No sé qué sería llevarse bien con la fama, pero no creo que sea suponer que una persona es alguien mientras que el otro es nadie. La suposición de que ser alguien sería equivalente a ser alguien famoso, o de renombre, o de no sé qué, es una suposición que se desprende, como toda suposición, de una atribución fantaseada. Sólo que en este caso lo que se le atribuye al otro es nada menos que un ser. Y suponerle un ser al otro está paradójicamente muy cerca de una hostilidad posible. Porque muchas veces, la hostilidad se dirige exactamente ahí: al ser del otro, a que el otro sea. De hecho las formulaciones agresivas tienden a posarse ahí: “¿Quién se cree que es?” “¿Quién chota es?” “No existe” “No lo conoce nadie”, etc.

Quizás haya algo, en una manera de la circulación, de la lógica del fan –el doble filo de la admiración–, la de la suposición de que el otro tiene, que goza, que sabe –acaso las tres cosas que cifran la neurosis–, que es alguien, mientras el fan quedaría así despojado de todo eso. La figura del fan ha cooptado muchas de las relaciones de este momento. Quizás por lo que de vidriera tienen las redes sociales, quizás porque todos somos famosos en las redes sociales, es que todos somos el fan de alguien. Noté, por ejemplo, que se habla de ser fan de un escritor, no de ser su lector. Ese deslizamiento quizás nombra algo de estos tiempos. 

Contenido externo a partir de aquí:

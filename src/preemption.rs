//! Round-robin quantum timer.
//!
//! A one-shot `ITIMER_REAL` raises `SIGALRM` when the quantum expires. The
//! handler rearms the timer and asks the armed runtime to switch threads. Only
//! one runtime per process can own the timer at a time.

use crate::error::{ThreadError, ThreadResult};
use crate::runtime::Runtime;
use core::ptr;
use core::time::Duration;
use portable_atomic::{AtomicBool, AtomicPtr, AtomicU64, AtomicUsize, Ordering};

static ARMED: AtomicPtr<Runtime> = AtomicPtr::new(ptr::null_mut());
/// `pthread_t` of the OS thread the armed runtime lives on.
static OWNER: AtomicUsize = AtomicUsize::new(0);
static QUANTUM_US: AtomicU64 = AtomicU64::new(0);

pub struct Preemption {
    armed: AtomicBool,
}

impl Default for Preemption {
    fn default() -> Self {
        Self::new()
    }
}

impl Preemption {
    pub const fn new() -> Self {
        Preemption {
            armed: AtomicBool::new(false),
        }
    }

    pub fn is_armed(&self) -> bool {
        self.armed.load(Ordering::SeqCst)
    }

    /// Route quantum expiries to `runtime` every `quantum`.
    ///
    /// # Safety
    /// `runtime` must stay at the same address until [`Preemption::disarm`] is
    /// called, and this must be called on the OS thread that drives it.
    pub unsafe fn arm(&self, runtime: *const Runtime, quantum: Duration) -> ThreadResult<()> {
        if ARMED
            .compare_exchange(
                ptr::null_mut(),
                runtime as *mut Runtime,
                Ordering::SeqCst,
                Ordering::SeqCst,
            )
            .is_err()
        {
            return Err(ThreadError::PreemptionInUse);
        }

        OWNER.store(libc::pthread_self() as usize, Ordering::SeqCst);
        QUANTUM_US.store(quantum_micros(quantum), Ordering::SeqCst);

        if let Err(err) = install_handler().and_then(|()| set_timer(quantum_micros(quantum))) {
            ARMED.store(ptr::null_mut(), Ordering::SeqCst);
            return Err(err);
        }
        self.armed.store(true, Ordering::SeqCst);
        Ok(())
    }

    /// Stop the timer and release ownership. Idempotent.
    ///
    /// The handler stays installed; with nothing armed it ignores the signal.
    pub fn disarm(&self) {
        if !self.armed.swap(false, Ordering::SeqCst) {
            return;
        }
        set_timer(0).ok();
        ARMED.store(ptr::null_mut(), Ordering::SeqCst);
    }
}

/// Sub-microsecond quanta round up; a zero timer value would disarm.
fn quantum_micros(quantum: Duration) -> u64 {
    quantum.as_micros().clamp(1, u64::MAX as u128) as u64
}

fn install_handler() -> ThreadResult<()> {
    unsafe {
        let mut action: libc::sigaction = core::mem::zeroed();
        action.sa_sigaction = on_quantum as usize;
        // SA_NODEFER: the handler may switch away and not return for a long
        // time, and SIGALRM must stay deliverable meanwhile.
        action.sa_flags = libc::SA_NODEFER | libc::SA_RESTART;
        libc::sigemptyset(&mut action.sa_mask);
        if libc::sigaction(libc::SIGALRM, &action, ptr::null_mut()) == -1 {
            return Err(ThreadError::PreemptionUnavailable);
        }

        let mut set: libc::sigset_t = core::mem::zeroed();
        libc::sigemptyset(&mut set);
        libc::sigaddset(&mut set, libc::SIGALRM);
        if libc::pthread_sigmask(libc::SIG_UNBLOCK, &set, ptr::null_mut()) != 0 {
            return Err(ThreadError::PreemptionUnavailable);
        }
    }
    Ok(())
}

/// One-shot timer; `micros == 0` cancels it.
fn set_timer(micros: u64) -> ThreadResult<()> {
    let value = libc::timeval {
        tv_sec: (micros / 1_000_000) as libc::time_t,
        tv_usec: (micros % 1_000_000) as libc::suseconds_t,
    };
    let timer = libc::itimerval {
        it_interval: libc::timeval {
            tv_sec: 0,
            tv_usec: 0,
        },
        it_value: value,
    };
    if unsafe { libc::setitimer(libc::ITIMER_REAL, &timer, ptr::null_mut()) } == -1 {
        return Err(ThreadError::PreemptionUnavailable);
    }
    Ok(())
}

extern "C" fn on_quantum(_signal: libc::c_int) {
    let runtime = ARMED.load(Ordering::SeqCst);
    if runtime.is_null() {
        return;
    }

    unsafe {
        let errno = libc::__errno_location();
        let saved_errno = *errno;

        let owner = OWNER.load(Ordering::SeqCst) as libc::pthread_t;
        if libc::pthread_self() != owner {
            // Process-directed signal picked another OS thread.
            libc::pthread_kill(owner, libc::SIGALRM);
        } else {
            set_timer(QUANTUM_US.load(Ordering::SeqCst)).ok();
            (*runtime).preempt();
        }

        *errno = saved_errno;
    }
}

El asunto de la suposición me interesa muchísimo –tal vez porque la transferencia está hecha de eso–. Me interesan, en este caso, la suposición y las atribuciones permanentes que circulan a cielo abierto en el espacio público. Suelo estar atenta, porque las atribuciones y los prejuicios llegan hasta el delirio y son muy hostiles ahí donde desconocen a aquel al que se le atribuye lo que sea que se le atribuya. No sólo no lo conocen, sino que lo desconocen. Es un procedimiento casi deshumanizante, uno más en la serie de procedimientos deshumanizantes de hoy en día. No me acostumbro, tampoco pienso hacerlo, a leer la liviandad y la certeza con la que se dice cualquier cosa de alguien, cuando me consta que se está diciendo cualquier cosa. El “asuntito” de la agresividad es igualmente ineluctable. La relación con la propia imagen, que nunca es propia, y con esa imagen del otro que suponemos, conlleva siempre agresividad. El punto es si estamos dispuestos a advertir –no siempre se puede– que esa agresividad está desplegada a partir de suponerle un ser al otro, un ser que pondría en peligro el nuestro. Un ser que es el que a nosotros “nos falta”. El otro tiene lo que nos falta. Tiene, sobre todo, un ser. Y es que el ser, como dice Lacan, está perdido en el basurero del otro. Hay demasiadas personas comiendo de esa basura.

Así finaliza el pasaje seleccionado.